AIM OF THE EXERCISE
Reproduce the data in its entirety, exactly as written.

DATA IN THIS EXERCISE
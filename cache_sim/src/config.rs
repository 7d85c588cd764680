use std::fmt;

use anyhow::Result;
use serde::Deserialize;
use thiserror::Error;

use crate::addr::LineSize;

pub const DEFAULT_CACHE_BYTES: usize = 1024 * 4;
pub const DEFAULT_LINE_BYTES: u32 = 1024;
pub const DEFAULT_LINES_PER_SET: usize = 2;

#[derive(Error, Debug, PartialEq, Eq)]
pub enum ConfigError {
    #[error("line size {line_bytes} is not a power of two")]
    LineSizeNotPowerOfTwo { line_bytes: u32 },
    #[error("cache size {cache_bytes} is not a multiple of line size {line_bytes}")]
    CacheSizeNotMultiple { cache_bytes: usize, line_bytes: u32 },
    #[error("cache holds no lines")]
    NoLines,
    #[error("lines per set must be positive")]
    NoLinesPerSet,
    #[error("{lines_per_set} lines per set do not evenly divide {total_lines} lines")]
    UnevenSets {
        total_lines: usize,
        lines_per_set: usize,
    },
}

/// Shape of the line array. Every line belongs to exactly one set.
#[derive(Clone, Copy, Debug, PartialEq, Eq)]
pub struct Geometry {
    total_lines: usize,
    lines_per_set: usize,
    number_of_sets: usize,
}

impl Geometry {
    pub fn new(total_lines: usize, lines_per_set: usize) -> Result<Self, ConfigError> {
        if total_lines == 0 {
            return Err(ConfigError::NoLines);
        }
        if lines_per_set == 0 {
            return Err(ConfigError::NoLinesPerSet);
        }
        if total_lines % lines_per_set != 0 {
            return Err(ConfigError::UnevenSets {
                total_lines,
                lines_per_set,
            });
        }
        Ok(Self {
            total_lines,
            lines_per_set,
            number_of_sets: total_lines / lines_per_set,
        })
    }
    pub fn total_lines(&self) -> usize {
        self.total_lines
    }
    pub fn lines_per_set(&self) -> usize {
        self.lines_per_set
    }
    pub fn number_of_sets(&self) -> usize {
        self.number_of_sets
    }
}

impl fmt::Display for Geometry {
    fn fmt(&self, f: &mut fmt::Formatter<'_>) -> fmt::Result {
        write!(
            f,
            "{} lines in {} sets of {}",
            self.total_lines, self.number_of_sets, self.lines_per_set
        )
    }
}

/// When the simulator prints the line table.
#[derive(Default, Clone, Copy, Debug, PartialEq, Eq, Deserialize)]
#[serde(rename_all = "kebab-case")]
pub enum SnapshotMode {
    #[default]
    Never,
    /// after every access
    Every,
    /// after every miss, and after a hit that follows a miss
    OnChange,
}

impl fmt::Display for SnapshotMode {
    fn fmt(&self, f: &mut fmt::Formatter<'_>) -> fmt::Result {
        match self {
            SnapshotMode::Never => write!(f, "never"),
            SnapshotMode::Every => write!(f, "every"),
            SnapshotMode::OnChange => write!(f, "on-change"),
        }
    }
}

#[derive(Clone, Copy, Debug, PartialEq, Eq)]
pub struct CacheConfig {
    cache_bytes: usize,
    line_size: LineSize,
    geometry: Geometry,
    trace_len: Option<usize>,
    snapshot: SnapshotMode,
}

impl CacheConfig {
    pub fn new(
        cache_bytes: usize,
        line_bytes: u32,
        lines_per_set: usize,
    ) -> Result<Self, ConfigError> {
        let line_size = LineSize::new(line_bytes)?;
        if cache_bytes % line_bytes as usize != 0 {
            return Err(ConfigError::CacheSizeNotMultiple {
                cache_bytes,
                line_bytes,
            });
        }
        let geometry = Geometry::new(cache_bytes / line_bytes as usize, lines_per_set)?;
        Ok(Self {
            cache_bytes,
            line_size,
            geometry,
            trace_len: None,
            snapshot: SnapshotMode::Never,
        })
    }
    pub fn with_trace_len(self, trace_len: Option<usize>) -> Self {
        Self { trace_len, ..self }
    }
    pub fn with_snapshot(self, snapshot: SnapshotMode) -> Self {
        Self { snapshot, ..self }
    }
    pub fn cache_bytes(&self) -> usize {
        self.cache_bytes
    }
    pub fn line_size(&self) -> LineSize {
        self.line_size
    }
    pub fn geometry(&self) -> Geometry {
        self.geometry
    }
    pub fn trace_len(&self) -> Option<usize> {
        self.trace_len
    }
    pub fn snapshot(&self) -> SnapshotMode {
        self.snapshot
    }
}

impl fmt::Display for CacheConfig {
    fn fmt(&self, f: &mut fmt::Formatter<'_>) -> fmt::Result {
        writeln!(f, "cache size: {} bytes", self.cache_bytes)?;
        writeln!(f, " line size: {}", self.line_size)?;
        writeln!(f, "  geometry: {}", self.geometry)?;
        match self.trace_len {
            Some(n) => writeln!(f, "     trace: {n} addresses")?,
            None => writeln!(f, "     trace: until end of input")?,
        }
        write!(f, "  snapshot: {}", self.snapshot)
    }
}

/// Partially specified configuration, as read from a JSON file or flags.
#[derive(Default, Debug, Deserialize)]
#[serde(deny_unknown_fields)]
pub struct CacheConfigRaw {
    pub cache_bytes: Option<usize>,
    pub line_bytes: Option<u32>,
    pub lines_per_set: Option<usize>,
    pub trace_len: Option<usize>,
    pub snapshot: Option<SnapshotMode>,
}

impl CacheConfigRaw {
    pub fn deser(file: impl std::io::Read) -> Result<CacheConfigRaw> {
        Ok(serde_json::from_reader(file)?)
    }
    /// fields set in `other` win.
    pub fn merge(self, other: CacheConfigRaw) -> Self {
        Self {
            cache_bytes: other.cache_bytes.or(self.cache_bytes),
            line_bytes: other.line_bytes.or(self.line_bytes),
            lines_per_set: other.lines_per_set.or(self.lines_per_set),
            trace_len: other.trace_len.or(self.trace_len),
            snapshot: other.snapshot.or(self.snapshot),
        }
    }
    pub fn resolve(self) -> Result<CacheConfig, ConfigError> {
        let config = CacheConfig::new(
            self.cache_bytes.unwrap_or(DEFAULT_CACHE_BYTES),
            self.line_bytes.unwrap_or(DEFAULT_LINE_BYTES),
            self.lines_per_set.unwrap_or(DEFAULT_LINES_PER_SET),
        )?;
        Ok(config
            .with_trace_len(self.trace_len)
            .with_snapshot(self.snapshot.unwrap_or_default()))
    }
}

RESPONSE TO THIS EXERCISE
filename cache_sim/src/config.rs
repository 7d85c588cd764680
use std::fmt;

use anyhow::Result;
use serde::Deserialize;
use thiserror::Error;

use crate::addr::LineSize;

pub const DEFAULT_CACHE_BYTES: usize = 1024 * 4;
pub const DEFAULT_LINE_BYTES: u32 = 1024;
pub const DEFAULT_LINES_PER_SET: usize = 2;

#[derive(Error, Debug, PartialEq, Eq)]
pub enum ConfigError {
    #[error("line size {line_bytes} is not a power of two")]
    LineSizeNotPowerOfTwo { line_bytes: u32 },
    #[error("cache size {cache_bytes} is not a multiple of line size {line_bytes}")]
    CacheSizeNotMultiple { cache_bytes: usize, line_bytes: u32 },
    #[error("cache holds no lines")]
    NoLines,
    #[error("lines per set must be positive")]
    NoLinesPerSet,
    #[error("{lines_per_set} lines per set do not evenly divide {total_lines} lines")]
    UnevenSets {
        total_lines: usize,
        lines_per_set: usize,
    },
}

/// Shape of the line array. Every line belongs to exactly one set.
#[derive(Clone, Copy, Debug, PartialEq, Eq)]
pub struct Geometry {
    total_lines: usize,
    lines_per_set: usize,
    number_of_sets: usize,
}

impl Geometry {
    pub fn new(total_lines: usize, lines_per_set: usize) -> Result<Self, ConfigError> {
        if total_lines == 0 {
            return Err(ConfigError::NoLines);
        }
        if lines_per_set == 0 {
            return Err(ConfigError::NoLinesPerSet);
        }
        if total_lines % lines_per_set != 0 {
            return Err(ConfigError::UnevenSets {
                total_lines,
                lines_per_set,
            });
        }
        Ok(Self {
            total_lines,
            lines_per_set,
            number_of_sets: total_lines / lines_per_set,
        })
    }
    pub fn total_lines(&self) -> usize {
        self.total_lines
    }
    pub fn lines_per_set(&self) -> usize {
        self.lines_per_set
    }
    pub fn number_of_sets(&self) -> usize {
        self.number_of_sets
    }
}

impl fmt::Display for Geometry {
    fn fmt(&self, f: &mut fmt::Formatter<'_>) -> fmt::Result {
        write!(
            f,
            "{} lines in {} sets of {}",
            self.total_lines, self.number_of_sets, self.lines_per_set
        )
    }
}

/// When the simulator prints the line table.
#[derive(Default, Clone, Copy, Debug, PartialEq, Eq, Deserialize)]
#[serde(rename_all = "kebab-case")]
pub enum SnapshotMode {
    #[default]
    Never,
    /// after every access
    Every,
    /// after every miss, and after a hit that follows a miss
    OnChange,
}

impl fmt::Display for SnapshotMode {
    fn fmt(&self, f: &mut fmt::Formatter<'_>) -> fmt::Result {
        match self {
            SnapshotMode::Never => write!(f, "never"),
            SnapshotMode::Every => write!(f, "every"),
            SnapshotMode::OnChange => write!(f, "on-change"),
        }
    }
}

#[derive(Clone, Copy, Debug, PartialEq, Eq)]
pub struct CacheConfig {
    cache_bytes: usize,
    line_size: LineSize,
    geometry: Geometry,
    trace_len: Option<usize>,
    snapshot: SnapshotMode,
}

impl CacheConfig {
    pub fn new(
        cache_bytes: usize,
        line_bytes: u32,
        lines_per_set: usize,
    ) -> Result<Self, ConfigError> {
        let line_size = LineSize::new(line_bytes)?;
        if cache_bytes % line_bytes as usize != 0 {
            return Err(ConfigError::CacheSizeNotMultiple {
                cache_bytes,
                line_bytes,
            });
        }
        let geometry = Geometry::new(cache_bytes / line_bytes as usize, lines_per_set)?;
        Ok(Self {
            cache_bytes,
            line_size,
            geometry,
            trace_len: None,
            snapshot: SnapshotMode::Never,
        })
    }
    pub fn with_trace_len(self, trace_len: Option<usize>) -> Self {
        Self { trace_len, ..self }
    }
    pub fn with_snapshot(self, snapshot: SnapshotMode) -> Self {
        Self { snapshot, ..self }
    }
    pub fn cache_bytes(&self) -> usize {
        self.cache_bytes
    }
    pub fn line_size(&self) -> LineSize {
        self.line_size
    }
    pub fn geometry(&self) -> Geometry {
        self.geometry
    }
    pub fn trace_len(&self) -> Option<usize> {
        self.trace_len
    }
    pub fn snapshot(&self) -> SnapshotMode {
        self.snapshot
    }
}

impl fmt::Display for CacheConfig {
    fn fmt(&self, f: &mut fmt::Formatter<'_>) -> fmt::Result {
        writeln!(f, "cache size: {} bytes", self.cache_bytes)?;
        writeln!(f, " line size: {}", self.line_size)?;
        writeln!(f, "  geometry: {}", self.geometry)?;
        match self.trace_len {
            Some(n) => writeln!(f, "     trace: {n} addresses")?,
            None => writeln!(f, "     trace: until end of input")?,
        }
        write!(f, "  snapshot: {}", self.snapshot)
    }
}

/// Partially specified configuration, as read from a JSON file or flags.
#[derive(Default, Debug, Deserialize)]
#[serde(deny_unknown_fields)]
pub struct CacheConfigRaw {
    pub cache_bytes: Option<usize>,
    pub line_bytes: Option<u32>,
    pub lines_per_set: Option<usize>,
    pub trace_len: Option<usize>,
    pub snapshot: Option<SnapshotMode>,
}

impl CacheConfigRaw {
    pub fn deser(file: impl std::io::Read) -> Result<CacheConfigRaw> {
        Ok(serde_json::from_reader(file)?)
    }
    /// fields set in `other` win.
    pub fn merge(self, other: CacheConfigRaw) -> Self {
        Self {
            cache_bytes: other.cache_bytes.or(self.cache_bytes),
            line_bytes: other.line_bytes.or(self.line_bytes),
            lines_per_set: other.lines_per_set.or(self.lines_per_set),
            trace_len: other.trace_len.or(self.trace_len),
            snapshot: other.snapshot.or(self.snapshot),
        }
    }
    pub fn resolve(self) -> Result<CacheConfig, ConfigError> {
        let config = CacheConfig::new(
            self.cache_bytes.unwrap_or(DEFAULT_CACHE_BYTES),
            self.line_bytes.unwrap_or(DEFAULT_LINE_BYTES),
            self.lines_per_set.unwrap_or(DEFAULT_LINES_PER_SET),
        )?;
        Ok(config
            .with_trace_len(self.trace_len)
            .with_snapshot(self.snapshot.unwrap_or_default()))
    }
}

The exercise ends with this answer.